*Your assignment*
Copy the records below exactly.

*Source material*

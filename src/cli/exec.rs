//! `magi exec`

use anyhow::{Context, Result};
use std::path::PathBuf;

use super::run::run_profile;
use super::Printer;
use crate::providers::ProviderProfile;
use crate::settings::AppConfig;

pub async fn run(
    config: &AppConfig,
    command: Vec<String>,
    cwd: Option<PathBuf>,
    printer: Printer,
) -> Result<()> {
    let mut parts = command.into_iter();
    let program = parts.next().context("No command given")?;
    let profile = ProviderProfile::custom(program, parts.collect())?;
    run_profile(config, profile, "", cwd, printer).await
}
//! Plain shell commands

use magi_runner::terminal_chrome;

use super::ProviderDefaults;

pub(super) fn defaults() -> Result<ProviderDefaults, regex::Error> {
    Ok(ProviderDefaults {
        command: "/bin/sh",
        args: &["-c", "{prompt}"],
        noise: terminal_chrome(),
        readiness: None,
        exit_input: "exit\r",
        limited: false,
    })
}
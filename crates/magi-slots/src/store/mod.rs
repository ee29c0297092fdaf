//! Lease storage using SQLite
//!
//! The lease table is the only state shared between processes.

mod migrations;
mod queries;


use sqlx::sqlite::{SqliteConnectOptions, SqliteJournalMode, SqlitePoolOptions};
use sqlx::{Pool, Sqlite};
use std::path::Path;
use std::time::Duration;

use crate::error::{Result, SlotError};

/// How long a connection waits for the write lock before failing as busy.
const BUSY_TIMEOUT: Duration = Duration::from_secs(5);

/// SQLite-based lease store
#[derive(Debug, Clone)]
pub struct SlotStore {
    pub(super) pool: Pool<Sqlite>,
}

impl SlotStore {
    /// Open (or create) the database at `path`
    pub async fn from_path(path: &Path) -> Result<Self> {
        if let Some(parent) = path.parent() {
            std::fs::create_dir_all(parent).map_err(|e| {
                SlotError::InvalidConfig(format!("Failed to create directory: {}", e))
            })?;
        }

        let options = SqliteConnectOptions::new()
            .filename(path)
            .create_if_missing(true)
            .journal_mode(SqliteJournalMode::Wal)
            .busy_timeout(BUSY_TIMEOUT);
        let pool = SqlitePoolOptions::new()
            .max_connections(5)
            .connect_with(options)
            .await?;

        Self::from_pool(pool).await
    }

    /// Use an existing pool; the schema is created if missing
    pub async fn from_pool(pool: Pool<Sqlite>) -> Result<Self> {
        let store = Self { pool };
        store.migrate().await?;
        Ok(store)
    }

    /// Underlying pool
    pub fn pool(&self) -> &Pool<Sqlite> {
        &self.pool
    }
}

*Answer to the problem*
filename src/cli/exec.rs
//! `magi exec`

use anyhow::{Context, Result};
use std::path::PathBuf;

use super::run::run_profile;
use super::Printer;
use crate::providers::ProviderProfile;
use crate::settings::AppConfig;

pub async fn run(
    config: &AppConfig,
    command: Vec<String>,
    cwd: Option<PathBuf>,
    printer: Printer,
) -> Result<()> {
    let mut parts = command.into_iter();
    let program = parts.next().context("No command given")?;
    let profile = ProviderProfile::custom(program, parts.collect())?;
    run_profile(config, profile, "", cwd, printer).await
}
//! Plain shell commands

use magi_runner::terminal_chrome;

use super::ProviderDefaults;

pub(super) fn defaults() -> Result<ProviderDefaults, regex::Error> {
    Ok(ProviderDefaults {
        command: "/bin/sh",
        args: &["-c", "{prompt}"],
        noise: terminal_chrome(),
        readiness: None,
        exit_input: "exit\r",
        limited: false,
    })
}
filename crates/magi-slots/src/store/mod.rs
repository ee29c0297092fdaf
//! Lease storage using SQLite
//!
//! The lease table is the only state shared between processes.

mod migrations;
mod queries;


use sqlx::sqlite::{SqliteConnectOptions, SqliteJournalMode, SqlitePoolOptions};
use sqlx::{Pool, Sqlite};
use std::path::Path;
use std::time::Duration;

use crate::error::{Result, SlotError};

/// How long a connection waits for the write lock before failing as busy.
const BUSY_TIMEOUT: Duration = Duration::from_secs(5);

/// SQLite-based lease store
#[derive(Debug, Clone)]
pub struct SlotStore {
    pub(super) pool: Pool<Sqlite>,
}

impl SlotStore {
    /// Open (or create) the database at `path`
    pub async fn from_path(path: &Path) -> Result<Self> {
        if let Some(parent) = path.parent() {
            std::fs::create_dir_all(parent).map_err(|e| {
                SlotError::InvalidConfig(format!("Failed to create directory: {}", e))
            })?;
        }

        let options = SqliteConnectOptions::new()
            .filename(path)
            .create_if_missing(true)
            .journal_mode(SqliteJournalMode::Wal)
            .busy_timeout(BUSY_TIMEOUT);
        let pool = SqlitePoolOptions::new()
            .max_connections(5)
            .connect_with(options)
            .await?;

        Self::from_pool(pool).await
    }

    /// Use an existing pool; the schema is created if missing
    pub async fn from_pool(pool: Pool<Sqlite>) -> Result<Self> {
        let store = Self { pool };
        store.migrate().await?;
        Ok(store)
    }

    /// Underlying pool
    pub fn pool(&self) -> &Pool<Sqlite> {
        &self.pool
    }
}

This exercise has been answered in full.